<<<<

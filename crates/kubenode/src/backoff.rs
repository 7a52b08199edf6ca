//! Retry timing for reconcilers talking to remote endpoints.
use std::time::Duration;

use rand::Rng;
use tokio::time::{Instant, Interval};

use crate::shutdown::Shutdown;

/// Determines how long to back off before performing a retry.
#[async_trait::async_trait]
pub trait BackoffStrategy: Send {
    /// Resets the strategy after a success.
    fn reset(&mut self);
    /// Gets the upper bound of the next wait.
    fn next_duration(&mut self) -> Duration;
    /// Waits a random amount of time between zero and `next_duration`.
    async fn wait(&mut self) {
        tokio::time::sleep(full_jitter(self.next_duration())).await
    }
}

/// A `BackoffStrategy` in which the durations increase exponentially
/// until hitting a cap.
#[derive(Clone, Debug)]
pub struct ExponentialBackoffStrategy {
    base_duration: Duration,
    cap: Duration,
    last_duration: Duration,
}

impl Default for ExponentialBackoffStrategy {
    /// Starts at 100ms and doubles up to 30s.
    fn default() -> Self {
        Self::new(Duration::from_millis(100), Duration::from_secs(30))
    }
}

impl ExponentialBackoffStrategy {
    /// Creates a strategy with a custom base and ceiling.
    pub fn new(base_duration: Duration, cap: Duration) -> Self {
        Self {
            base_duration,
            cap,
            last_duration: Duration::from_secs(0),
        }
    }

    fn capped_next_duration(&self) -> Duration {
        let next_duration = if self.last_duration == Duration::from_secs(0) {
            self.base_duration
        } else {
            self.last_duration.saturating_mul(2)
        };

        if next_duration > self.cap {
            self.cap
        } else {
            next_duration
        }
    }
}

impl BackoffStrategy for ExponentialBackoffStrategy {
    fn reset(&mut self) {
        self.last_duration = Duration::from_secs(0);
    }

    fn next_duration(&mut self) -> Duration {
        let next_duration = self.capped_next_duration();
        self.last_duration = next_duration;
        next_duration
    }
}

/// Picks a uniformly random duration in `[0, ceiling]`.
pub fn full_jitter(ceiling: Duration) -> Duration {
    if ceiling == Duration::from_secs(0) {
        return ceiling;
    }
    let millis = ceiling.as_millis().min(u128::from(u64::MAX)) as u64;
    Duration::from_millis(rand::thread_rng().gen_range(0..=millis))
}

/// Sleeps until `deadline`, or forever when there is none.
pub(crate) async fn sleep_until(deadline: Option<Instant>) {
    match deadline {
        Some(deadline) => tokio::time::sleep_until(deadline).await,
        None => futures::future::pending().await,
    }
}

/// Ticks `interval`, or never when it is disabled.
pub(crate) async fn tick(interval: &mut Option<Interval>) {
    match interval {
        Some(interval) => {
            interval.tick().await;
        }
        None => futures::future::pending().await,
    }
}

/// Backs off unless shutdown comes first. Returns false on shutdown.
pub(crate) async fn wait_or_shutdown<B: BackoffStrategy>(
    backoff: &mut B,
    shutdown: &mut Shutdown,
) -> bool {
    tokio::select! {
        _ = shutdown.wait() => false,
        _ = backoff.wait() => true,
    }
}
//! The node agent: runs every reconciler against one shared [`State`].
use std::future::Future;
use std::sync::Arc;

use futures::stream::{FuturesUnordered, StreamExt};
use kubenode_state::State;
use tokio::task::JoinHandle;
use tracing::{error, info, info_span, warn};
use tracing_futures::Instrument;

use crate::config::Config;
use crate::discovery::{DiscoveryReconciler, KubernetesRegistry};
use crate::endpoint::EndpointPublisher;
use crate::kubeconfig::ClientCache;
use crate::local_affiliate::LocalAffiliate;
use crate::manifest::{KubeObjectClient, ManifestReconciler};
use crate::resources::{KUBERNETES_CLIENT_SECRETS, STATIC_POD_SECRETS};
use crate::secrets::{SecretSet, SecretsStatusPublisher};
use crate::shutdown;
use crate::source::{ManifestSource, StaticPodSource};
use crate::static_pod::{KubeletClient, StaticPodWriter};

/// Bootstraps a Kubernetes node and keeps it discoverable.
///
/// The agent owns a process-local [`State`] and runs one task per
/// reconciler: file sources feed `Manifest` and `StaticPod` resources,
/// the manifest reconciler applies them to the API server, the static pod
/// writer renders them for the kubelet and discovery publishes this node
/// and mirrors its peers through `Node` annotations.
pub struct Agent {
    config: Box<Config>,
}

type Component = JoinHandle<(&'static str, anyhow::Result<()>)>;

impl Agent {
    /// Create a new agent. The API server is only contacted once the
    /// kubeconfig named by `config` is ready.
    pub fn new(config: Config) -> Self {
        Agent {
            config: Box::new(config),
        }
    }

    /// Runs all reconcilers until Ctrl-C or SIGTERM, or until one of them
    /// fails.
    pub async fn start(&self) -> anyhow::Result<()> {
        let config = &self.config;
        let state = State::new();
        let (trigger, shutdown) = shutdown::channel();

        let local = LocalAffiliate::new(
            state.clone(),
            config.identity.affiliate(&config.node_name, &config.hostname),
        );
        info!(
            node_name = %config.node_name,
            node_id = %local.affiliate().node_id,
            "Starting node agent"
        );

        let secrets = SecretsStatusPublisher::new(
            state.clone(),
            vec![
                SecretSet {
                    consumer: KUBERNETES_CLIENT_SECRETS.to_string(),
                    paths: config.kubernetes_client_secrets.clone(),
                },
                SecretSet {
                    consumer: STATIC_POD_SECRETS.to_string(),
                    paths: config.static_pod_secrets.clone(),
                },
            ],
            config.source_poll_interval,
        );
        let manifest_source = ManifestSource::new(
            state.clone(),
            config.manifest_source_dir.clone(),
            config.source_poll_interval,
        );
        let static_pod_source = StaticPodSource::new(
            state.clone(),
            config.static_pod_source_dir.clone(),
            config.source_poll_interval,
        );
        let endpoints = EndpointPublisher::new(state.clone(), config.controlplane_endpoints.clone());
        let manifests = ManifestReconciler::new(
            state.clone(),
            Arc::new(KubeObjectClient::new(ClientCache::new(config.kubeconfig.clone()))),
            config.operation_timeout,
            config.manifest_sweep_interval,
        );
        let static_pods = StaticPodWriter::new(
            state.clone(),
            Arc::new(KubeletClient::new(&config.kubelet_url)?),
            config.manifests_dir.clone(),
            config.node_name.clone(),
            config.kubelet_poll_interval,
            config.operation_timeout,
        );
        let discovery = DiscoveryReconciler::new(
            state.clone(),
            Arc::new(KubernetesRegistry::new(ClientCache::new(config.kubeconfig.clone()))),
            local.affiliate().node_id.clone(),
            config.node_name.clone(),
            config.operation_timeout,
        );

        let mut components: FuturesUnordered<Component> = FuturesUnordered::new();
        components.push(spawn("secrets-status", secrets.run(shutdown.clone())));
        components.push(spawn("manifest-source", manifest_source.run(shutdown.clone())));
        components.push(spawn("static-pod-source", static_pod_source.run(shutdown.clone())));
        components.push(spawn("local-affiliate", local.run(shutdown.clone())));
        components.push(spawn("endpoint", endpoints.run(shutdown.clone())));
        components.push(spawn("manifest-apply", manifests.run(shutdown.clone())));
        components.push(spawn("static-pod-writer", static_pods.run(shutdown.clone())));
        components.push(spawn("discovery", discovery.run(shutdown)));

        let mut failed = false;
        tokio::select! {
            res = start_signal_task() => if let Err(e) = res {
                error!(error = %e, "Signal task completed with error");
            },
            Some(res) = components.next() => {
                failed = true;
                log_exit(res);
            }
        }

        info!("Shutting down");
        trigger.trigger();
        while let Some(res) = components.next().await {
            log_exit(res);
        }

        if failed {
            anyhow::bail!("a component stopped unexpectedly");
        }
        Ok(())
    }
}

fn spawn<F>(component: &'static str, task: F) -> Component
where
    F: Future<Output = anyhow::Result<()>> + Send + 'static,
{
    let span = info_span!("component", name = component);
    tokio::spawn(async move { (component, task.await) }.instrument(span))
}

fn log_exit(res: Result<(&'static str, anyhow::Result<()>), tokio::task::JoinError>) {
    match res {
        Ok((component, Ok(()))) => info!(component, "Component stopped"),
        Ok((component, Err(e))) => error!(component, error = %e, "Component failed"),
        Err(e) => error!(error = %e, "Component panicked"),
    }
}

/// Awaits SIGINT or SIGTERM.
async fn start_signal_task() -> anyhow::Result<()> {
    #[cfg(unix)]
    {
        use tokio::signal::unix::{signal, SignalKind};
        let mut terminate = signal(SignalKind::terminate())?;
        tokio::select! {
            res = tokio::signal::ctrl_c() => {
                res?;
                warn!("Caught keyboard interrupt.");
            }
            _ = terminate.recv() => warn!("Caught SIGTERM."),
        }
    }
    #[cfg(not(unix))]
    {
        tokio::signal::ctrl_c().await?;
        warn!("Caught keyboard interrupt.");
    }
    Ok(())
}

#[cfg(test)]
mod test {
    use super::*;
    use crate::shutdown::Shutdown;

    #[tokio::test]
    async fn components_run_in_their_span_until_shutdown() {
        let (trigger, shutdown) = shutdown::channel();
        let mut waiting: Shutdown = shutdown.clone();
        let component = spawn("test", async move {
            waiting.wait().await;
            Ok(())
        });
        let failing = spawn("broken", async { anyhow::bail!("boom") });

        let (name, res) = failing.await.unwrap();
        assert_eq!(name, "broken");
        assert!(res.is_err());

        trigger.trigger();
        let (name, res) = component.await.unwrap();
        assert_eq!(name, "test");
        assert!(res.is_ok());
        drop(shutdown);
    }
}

>>>>

What the task asks
The word to look for is "StaticPodWriter"; copy out every line of the entries that holds it.

Solution below
use crate::static_pod::{KubeletClient, StaticPodWriter};
        let static_pods = StaticPodWriter::new(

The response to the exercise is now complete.